WASHINGTON A financial education partnership between public libraries and the Consumer Financial Protection Bureau has skyrocketed to more than 98 library systems in the two months since the pilot program launched.
CFPB Director Richard Cordray noted the program's growth in a speech Monday to announce that Rhode Island's library system also joined. The program, which is meant to help libraries offer more broad and uniform financial education to consumers with the help of federal agencies including the CFPB, started in April with 9 public library systems. With the recent addition of Rhode Island's libraries, the program has now reached about 98 systems and 470 branches across the country.
"We want consumers to feel comfortable walking into a library and asking where they can find basic information about budgeting, savings, investments, and credit," said Cordray in prepared remarks at a press conference in Rhode Island with Sen. Jack Reed, D-R.I., to announce the partnership. "And we want librarians to feel comfortable pointing them in the right direction, as they already do for so many Americans on so many topics every day."
Cordray cited a study indicating that 25% of people logging onto a library computer are either doing it for commercial needs or to manage finances. However, the agency and librarians pointed out during a hearing to announce the pilot's launch that staff often are not prepared to answer financial questions or give sound advice to consumers.

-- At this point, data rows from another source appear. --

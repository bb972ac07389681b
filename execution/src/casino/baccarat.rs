//! Punto banco rules: dealing, scoring and settlement.
//!
//! A deal takes cards from the back of a shoe in the order Player, Banker,
//! Player, Banker, then applies the third-card tableau. Totals are the sum of
//! card values mod 10.
//!
//! Settlement (winnings are "X:1", not including the returned stake):
//! - Player bet: 1:1 on a Player win, push on a Tie
//! - Banker bet: 1:1 less 5% commission on a Banker win, push on a Tie
//! - Tie bet: 8:1 on a Tie

use std::collections::BTreeMap;

use punto_types::{BetType, DealtCards, LedgerEntry, Payout, RoundResult, Winner};
use thiserror::Error;

use super::cards;

mod payouts {
    /// Player: 1:1
    pub const PLAYER: u64 = 1;
    /// Banker: 1:1 before commission
    pub const BANKER: u64 = 1;
    /// Banker winnings keep 95 percent (floor).
    pub const BANKER_COMMISSION_KEEP_NUMERATOR: u64 = 95;
    pub const BANKER_COMMISSION_DENOMINATOR: u64 = 100;
    /// Tie: 8:1
    pub const TIE: u64 = 8;
}

/// Eight decks, the usual punto banco shoe.
pub const BACCARAT_DECKS: u8 = 8;

#[derive(Clone, Debug, Error, PartialEq, Eq)]
pub enum DealError {
    #[error("shoe ran out of cards")]
    ShoeExhausted,
    #[error("card code {0} is out of range")]
    InvalidCard(u8),
}

/// Baccarat value of a card: Ace = 1, 2-9 face value, 10/J/Q/K = 0.
pub fn card_value(card: u8) -> u8 {
    let rank = cards::card_rank_one_based(card); // 1-13
    match rank {
        1 => 1,        // Ace
        2..=9 => rank, // 2-9
        _ => 0,        // 10, J, Q, K
    }
}

/// Calculate hand total (mod 10).
pub fn hand_total(cards: &[u8]) -> u8 {
    cards.iter().map(|&c| card_value(c)).sum::<u8>() % 10
}

/// Player draws on 0-5, stands on 6-7.
fn player_draws(player_total: u8) -> bool {
    player_total <= 5
}

/// Banker's decision depends on its total and the player's third card.
fn banker_draws(banker_total: u8, player_third_card: Option<u8>) -> bool {
    match banker_total {
        0..=2 => true,
        3 => match player_third_card {
            None => true,
            Some(c) => card_value(c) != 8,
        },
        4 => match player_third_card {
            None => true,
            Some(c) => (2..=7).contains(&card_value(c)),
        },
        5 => match player_third_card {
            None => true,
            Some(c) => (4..=7).contains(&card_value(c)),
        },
        6 => match player_third_card {
            None => false,
            Some(c) => {
                let v = card_value(c);
                v == 6 || v == 7
            }
        },
        _ => false, // 7-9 stands
    }
}

pub fn resolve_winner(banker_total: u8, player_total: u8) -> Winner {
    if banker_total == player_total {
        Winner::Tie
    } else if banker_total > player_total {
        Winner::Banker
    } else {
        Winner::Player
    }
}

fn draw(shoe: &mut Vec<u8>) -> Result<u8, DealError> {
    let card = shoe.pop().ok_or(DealError::ShoeExhausted)?;
    if !cards::is_valid_card(card) {
        return Err(DealError::InvalidCard(card));
    }
    Ok(card)
}

/// Deal one coup from the back of `shoe`.
pub fn deal(shoe: &mut Vec<u8>) -> Result<(DealtCards, RoundResult), DealError> {
    let mut player_cards = Vec::with_capacity(3);
    let mut banker_cards = Vec::with_capacity(3);

    player_cards.push(draw(shoe)?);
    banker_cards.push(draw(shoe)?);
    player_cards.push(draw(shoe)?);
    banker_cards.push(draw(shoe)?);

    let mut player_total = hand_total(&player_cards);
    let mut banker_total = hand_total(&banker_cards);

    // Natural check (8 or 9 on first two cards)
    let natural = player_total >= 8 || banker_total >= 8;

    if !natural {
        let mut player_third_card: Option<u8> = None;
        if player_draws(player_total) {
            let card = draw(shoe)?;
            player_cards.push(card);
            player_third_card = Some(card);
            player_total = hand_total(&player_cards);
        }
        if banker_draws(banker_total, player_third_card) {
            banker_cards.push(draw(shoe)?);
            banker_total = hand_total(&banker_cards);
        }
    }

    let result = RoundResult {
        banker: banker_total,
        player: player_total,
        winner: resolve_winner(banker_total, player_total),
    };
    Ok((
        DealtCards {
            banker: banker_cards,
            player: player_cards,
        },
        result,
    ))
}

/// Amount handed back for one stake: stake plus winnings, the stake alone on
/// a push, zero on a loss.
pub fn bet_return(bet_type: BetType, amount: u64, winner: Winner) -> u64 {
    match (bet_type, winner) {
        (BetType::Player, Winner::Player) => {
            amount.saturating_add(amount.saturating_mul(payouts::PLAYER))
        }
        (BetType::Banker, Winner::Banker) => {
            let gross = amount.saturating_mul(payouts::BANKER);
            let net = gross.saturating_mul(payouts::BANKER_COMMISSION_KEEP_NUMERATOR)
                / payouts::BANKER_COMMISSION_DENOMINATOR;
            amount.saturating_add(net)
        }
        (BetType::Tie, Winner::Tie) => amount.saturating_add(amount.saturating_mul(payouts::TIE)),
        // Banker and Player stakes push on a tie.
        (BetType::Player | BetType::Banker, Winner::Tie) => amount,
        _ => 0,
    }
}

/// Settle every user in `bets` against `winner`, in user-id order.
pub fn settle(bets: &BTreeMap<String, LedgerEntry>, winner: Winner) -> Vec<Payout> {
    bets.iter()
        .filter(|(_, entry)| !entry.is_empty())
        .map(|(user_id, entry)| {
            let staked = entry.total();
            let returned = entry
                .stakes()
                .fold(0u64, |acc, (bet_type, amount)| {
                    acc.saturating_add(bet_return(bet_type, amount, winner))
                });
            Payout {
                user_id: user_id.clone(),
                user_name: entry.user_name.clone(),
                staked,
                returned,
                net: clamp_i64(returned as i128 - staked as i128),
            }
        })
        .collect()
}

fn clamp_i64(value: i128) -> i64 {
    value.clamp(i64::MIN as i128, i64::MAX as i128) as i64
}

#[cfg(test)]
mod tests {
    use super::*;

    /// Build a shoe that deals `order` front to back.
    fn shoe_dealing(order: &[u8]) -> Vec<u8> {
        order.iter().rev().copied().collect()
    }

    #[test]
    fn test_card_value() {
        // Ace = 1
        assert_eq!(card_value(0), 1);
        assert_eq!(card_value(13), 1);

        // 2-9 = face value
        assert_eq!(card_value(1), 2);
        assert_eq!(card_value(8), 9);

        // 10, J, Q, K = 0
        assert_eq!(card_value(9), 0); // 10
        assert_eq!(card_value(10), 0); // J
        assert_eq!(card_value(11), 0); // Q
        assert_eq!(card_value(12), 0); // K
    }

    #[test]
    fn test_hand_total() {
        // 7 + 8 = 15 mod 10 = 5
        assert_eq!(hand_total(&[6, 7]), 5);

        // Ace + 3 = 4
        assert_eq!(hand_total(&[0, 2]), 4);

        // King + Queen = 0
        assert_eq!(hand_total(&[12, 11]), 0);

        // 9 + 9 = 18 mod 10 = 8 (natural)
        assert_eq!(hand_total(&[8, 21]), 8);
    }

    #[test]
    fn test_player_draws() {
        assert!(player_draws(0));
        assert!(player_draws(5));
        assert!(!player_draws(6));
        assert!(!player_draws(7));
    }

    #[test]
    fn test_banker_draws_no_player_third() {
        assert!(banker_draws(0, None));
        assert!(banker_draws(5, None));
        assert!(!banker_draws(6, None));
        assert!(!banker_draws(7, None));
    }

    #[test]
    fn test_banker_draws_with_player_third() {
        // Banker on 3, player drew 8 -> banker stands
        assert!(!banker_draws(3, Some(7))); // 7's value is 8

        // Banker on 4, player drew 2 -> banker draws
        assert!(banker_draws(4, Some(1))); // 1's value is 2

        // Banker on 6, player drew 6 -> banker draws
        assert!(banker_draws(6, Some(5))); // 5's value is 6

        // Banker on 6, player drew a face card -> banker stands
        assert!(!banker_draws(6, Some(11)));
    }

    #[test]
    fn test_resolve_winner() {
        assert_eq!(resolve_winner(7, 7), Winner::Tie);
        assert_eq!(resolve_winner(9, 2), Winner::Banker);
        assert_eq!(resolve_winner(0, 1), Winner::Player);
    }

    #[test]
    fn test_deal_natural_stops_drawing() {
        // Player 9+K = 9 (natural), Banker 2+3 = 5
        let mut shoe = shoe_dealing(&[8, 1, 12, 2, 4, 4]);
        let (cards, result) = deal(&mut shoe).unwrap();
        assert_eq!(cards.player, vec![8, 12]);
        assert_eq!(cards.banker, vec![1, 2]);
        assert_eq!(result.player, 9);
        assert_eq!(result.banker, 5);
        assert_eq!(result.winner, Winner::Player);
        assert_eq!(shoe.len(), 2);
    }

    #[test]
    fn test_deal_third_card_rules() {
        // Player A+2 = 3 draws; Banker K+4 = 4.
        // Player third card is a 5 (value 5): banker on 4 draws.
        let mut shoe = shoe_dealing(&[0, 12, 1, 3, 4, 6]);
        let (cards, result) = deal(&mut shoe).unwrap();
        assert_eq!(cards.player, vec![0, 1, 4]);
        assert_eq!(cards.banker, vec![12, 3, 6]);
        // Player 1+2+5 = 8, Banker 0+4+7 = 1
        assert_eq!(result.player, 8);
        assert_eq!(result.banker, 1);
        assert_eq!(result.winner, Winner::Player);
    }

    #[test]
    fn test_deal_player_stands_banker_draws() {
        // Player 3+4 = 7 stands; Banker 2+3 = 5 draws with no player third card.
        let mut shoe = shoe_dealing(&[2, 1, 3, 2, 1]);
        let (cards, result) = deal(&mut shoe).unwrap();
        assert_eq!(cards.player.len(), 2);
        assert_eq!(cards.banker, vec![1, 2, 1]);
        assert_eq!(result.banker, 7);
        assert_eq!(result.player, 7);
        assert_eq!(result.winner, Winner::Tie);
    }

    #[test]
    fn test_deal_exhausted_shoe() {
        let mut shoe = shoe_dealing(&[0, 1, 2]);
        assert_eq!(deal(&mut shoe), Err(DealError::ShoeExhausted));
    }

    #[test]
    fn test_deal_rejects_invalid_card() {
        let mut shoe = shoe_dealing(&[0, 60, 2, 3]);
        assert_eq!(deal(&mut shoe), Err(DealError::InvalidCard(60)));
    }

    #[test]
    fn test_bet_return_table() {
        assert_eq!(bet_return(BetType::Player, 100, Winner::Player), 200);
        assert_eq!(bet_return(BetType::Player, 100, Winner::Banker), 0);
        assert_eq!(bet_return(BetType::Banker, 100, Winner::Banker), 195);
        assert_eq!(bet_return(BetType::Banker, 100, Winner::Player), 0);
        assert_eq!(bet_return(BetType::Tie, 100, Winner::Tie), 900);
        assert_eq!(bet_return(BetType::Tie, 100, Winner::Banker), 0);
    }

    #[test]
    fn test_banker_commission_rounds_down() {
        // 95% of 15 = 14.25 -> 14
        assert_eq!(bet_return(BetType::Banker, 15, Winner::Banker), 29);
        // 95% of 1 = 0.95 -> 0, the stake still comes back
        assert_eq!(bet_return(BetType::Banker, 1, Winner::Banker), 1);
    }

    #[test]
    fn test_tie_pushes_side_bets() {
        assert_eq!(bet_return(BetType::Player, 70, Winner::Tie), 70);
        assert_eq!(bet_return(BetType::Banker, 70, Winner::Tie), 70);
    }

    #[test]
    fn test_settle_mixed_ledger_on_tie() {
        let mut bets = BTreeMap::new();
        bets.insert(
            "u1".to_string(),
            LedgerEntry {
                user_name: "Alice".to_string(),
                banker: Some(100),
                player: None,
                tie: Some(10),
            },
        );
        bets.insert(
            "u2".to_string(),
            LedgerEntry {
                user_name: "Bob".to_string(),
                player: Some(50),
                ..LedgerEntry::default()
            },
        );
        let payouts = settle(&bets, Winner::Tie);
        assert_eq!(payouts.len(), 2);

        // Alice: banker 100 pushes, tie 10 wins 80.
        assert_eq!(payouts[0].user_id, "u1");
        assert_eq!(payouts[0].staked, 110);
        assert_eq!(payouts[0].returned, 190);
        assert_eq!(payouts[0].net, 80);

        // Bob: player 50 pushes.
        assert_eq!(payouts[1].returned, 50);
        assert_eq!(payouts[1].net, 0);
    }

    #[test]
    fn test_settle_loss_is_negative() {
        let mut bets = BTreeMap::new();
        bets.insert(
            "u1".to_string(),
            LedgerEntry {
                user_name: "Alice".to_string(),
                player: Some(40),
                ..LedgerEntry::default()
            },
        );
        let payouts = settle(&bets, Winner::Banker);
        assert_eq!(payouts[0].returned, 0);
        assert_eq!(payouts[0].net, -40);
    }
}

"We already know that people are going to their libraries for help with managing their financial lives. But librarians are not trained for financial literacy, and they may not feel comfortable dealing with these issues," said Cordray in his latest remarks. "Our partnership will put them in a position to provide people with unbiased, easy-to-understand help."
Other federal agencies in the program include the Federal Deposit Insurance Corp., the Federal Reserve Bank of Chicago, the Federal Trade Commission and the FINRA Investor Education Foundation.